#### [ASSIGNMENT]
Scan the records below for the word "context" and give only the number of lines that hold it.

Dataset entries:
⟨
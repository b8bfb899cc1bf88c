//! CLI smoke entry point.
//!
//! # Responsibility
//! - Verify `treeforge_core` linkage with a ping/version probe.
//! - Run one item creation against an in-memory database.
//!
//! Usage: `treeforge_cli [settings.toml]`

use log::info;
use std::error::Error;
use std::process::ExitCode;
use treeforge_core::{
    ActingIdentity, ContentDatabase, CreationService, DefinitionSource, LogAuditSink, Settings,
    SqliteItemRepository, SqliteTemplateRepository, SqliteWorkflowProvider,
};

fn main() -> ExitCode {
    println!("treeforge_core ping={}", treeforge_core::ping());
    println!("treeforge_core version={}", treeforge_core::core_version());

    match run() {
        Ok(()) => ExitCode::SUCCESS,
        Err(err) => {
            eprintln!("smoke creation failed: {err}");
            ExitCode::FAILURE
        }
    }
}

fn run() -> Result<(), Box<dyn Error>> {
    let settings = match std::env::args().nth(1) {
        Some(path) => Settings::load(path)?,
        None => Settings::default(),
    };
    treeforge_core::init_logging(&settings.logging)?;

    let conn = treeforge_core::open_db_in_memory()?;
    let items = SqliteItemRepository::try_new(&conn)?;
    let templates = SqliteTemplateRepository::try_new(&conn)?;
    let workflows = SqliteWorkflowProvider::try_new(&conn)?;

    let folder = templates.create_template("Folder", &[], false)?;
    let page = templates.create_template("Sample Item", &["Title", "__Lock"], true)?;
    let root = items.create_root("content", folder.id, "en")?;

    let db = ContentDatabase::new(&items, &templates, Some(&workflows));
    let audit = LogAuditSink;
    let access = treeforge_core::AllowAll;
    let service =
        CreationService::new(db, &access, &audit).with_name_validator(settings.name_validator()?);

    let context = settings.edit_context(ActingIdentity::new("cli\\smoke"), None);
    let outcome = service.create_from_definition(
        &context,
        "Smoke Item",
        &DefinitionSource::Template(page),
        &root,
    )?;

    info!(
        "event=cli_smoke module=cli status=ok item_id={} decision={}",
        outcome.item_id,
        outcome.prepared.decision()
    );
    println!(
        "created item_id={} decision={}",
        outcome.item_id,
        outcome.prepared.decision()
    );
    Ok(())
}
⟩
#### [RESULT BELOW]
2